LMRank currently supports 14 languages in total, as listed in the table below:
| Language | Code |
|---|---|
| English 🇬🇧 | en |
| Greek 🇬🇷 | el |
| Danish 🇩🇰 | da |
| Catalan | ca |
| Dutch 🇳🇱 | nl |
| Finnish 🇫🇮 | fi |
| French 🇫🇷 | fr |
| German 🇩🇪 | de |
| Italian 🇮🇹 | it |
| Japanese 🇯🇵 | ja |
| Norwegian 🇳🇴(Borkmal) | nb |
| Portuguese 🇵🇹 | pt |
| Spanish 🇪🇸 | es |
| Swedish 🇸🇪 | sv |
Will other languages be supported in the future?
LMRank uses the technique of dependency parsing to form candidate keyphrases, which utilizes spaCy's noun chunks.

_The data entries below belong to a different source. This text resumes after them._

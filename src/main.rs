//! kvbench — PUT/GET latency benchmark for key-value storage engines.
//!
//! Usage:
//!   kvbench put                          # PUT benchmark over the mem driver
//!   kvbench get --driver leveldb         # GET benchmark over a loadable driver
//!   kvbench shuffle --key-size 16        # permute the keys file in place
//!
//! The keys file is a flat binary file of fixed-size records:
//!   dd if=/dev/urandom of=keys.bin bs=1M count=100

use clap::{Parser, ValueEnum};
use colored::Colorize;
use kvbench::drivers::DriverRegistry;
use kvbench::engine::{self, BenchKind, BenchOptions};
use kvbench::keystream::KeyStream;
use kvbench::BenchResult;
use std::path::PathBuf;
use std::process::ExitCode;

#[derive(Parser, Debug)]
#[command(name = "kvbench", about = "Key-value storage latency benchmark")]
struct Cli {
    /// Benchmark action.
    #[arg(value_enum)]
    action: Action,

    /// Storage driver to benchmark.
    #[arg(long, default_value = "mem")]
    driver: String,

    /// Root directory for per-driver storage state.
    #[arg(long, default_value = "./kvbench-data")]
    root: PathBuf,

    /// Key record size in bytes.
    #[arg(long, default_value_t = 16)]
    key_size: usize,

    /// Value size in bytes for PUT benchmarks.
    #[arg(long, default_value_t = 100)]
    value_size: usize,

    /// Flat binary file of fixed-size key records.
    #[arg(long, default_value = "keys.bin")]
    keys_file: PathBuf,

    /// Progress line interval, in operations.
    #[arg(long, default_value_t = 100_000)]
    report_interval: u64,

    /// Operations to run, or records to permute for `shuffle`.
    #[arg(long, default_value_t = 1_000_000)]
    count: u64,
}

#[derive(ValueEnum, Clone, Copy, Debug)]
enum Action {
    Put,
    Get,
    Shuffle,
}

fn main() -> ExitCode {
    let cli = Cli::parse();
    match dispatch(&cli) {
        Ok(()) => ExitCode::SUCCESS,
        Err(err) => {
            eprintln!("{} {}", "error:".red().bold(), err);
            ExitCode::FAILURE
        }
    }
}

fn dispatch(cli: &Cli) -> BenchResult<()> {
    eprintln!("{} {}", "Driver:".bold(), cli.driver);
    eprintln!("{} {}", "Count :".bold(), cli.count);

    match cli.action {
        Action::Put | Action::Get => {
            let kind = match cli.action {
                Action::Put => BenchKind::Put,
                _ => BenchKind::Get,
            };
            eprintln!(
                "{}",
                match kind {
                    BenchKind::Put => "PUT",
                    BenchKind::Get => "GET",
                }
                .bold()
            );

            let opts = BenchOptions {
                driver: cli.driver.clone(),
                root: cli.root.clone(),
                key_size: cli.key_size,
                value_size: cli.value_size,
                keys_file: cli.keys_file.clone(),
                report_interval: cli.report_interval,
                count: cli.count,
            };

            let registry = DriverRegistry::new();
            let stdout = std::io::stdout();
            let stderr = std::io::stderr();
            engine::run(
                &registry,
                &opts,
                kind,
                &mut stdout.lock(),
                &mut stderr.lock(),
            )
        }
        Action::Shuffle => {
            eprint!("Shuffling file...");
            KeyStream::shuffle(
                &cli.keys_file,
                cli.key_size,
                cli.count as usize,
                &mut rand::thread_rng(),
            )?;
            eprintln!("\rShuffling file... ok");
            Ok(())
        }
    }
}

When spaCy adds a small model (sm) with noun-chunk support for a language, support for it can be easily added.
Practical questions
Are there any examples that show me how to use LMRank?
You can see some examples at Google Colab or GitHub
Can I use a different transformer model from HuggingFace?
Yes, see the relevant section in the examples linked above.
Research Questions
Where can I find the datasets used in the experiments of the publication?
The datasets are available in this link
How can I extract the keyphrases for a specific dataset using LMRank?
Setup the base_path in main.py for the dataset directory and run main().
How can I benchmark the LMRank approach?
Setup the output_path in main.py for the lmrank_timings.csv and run benchmark().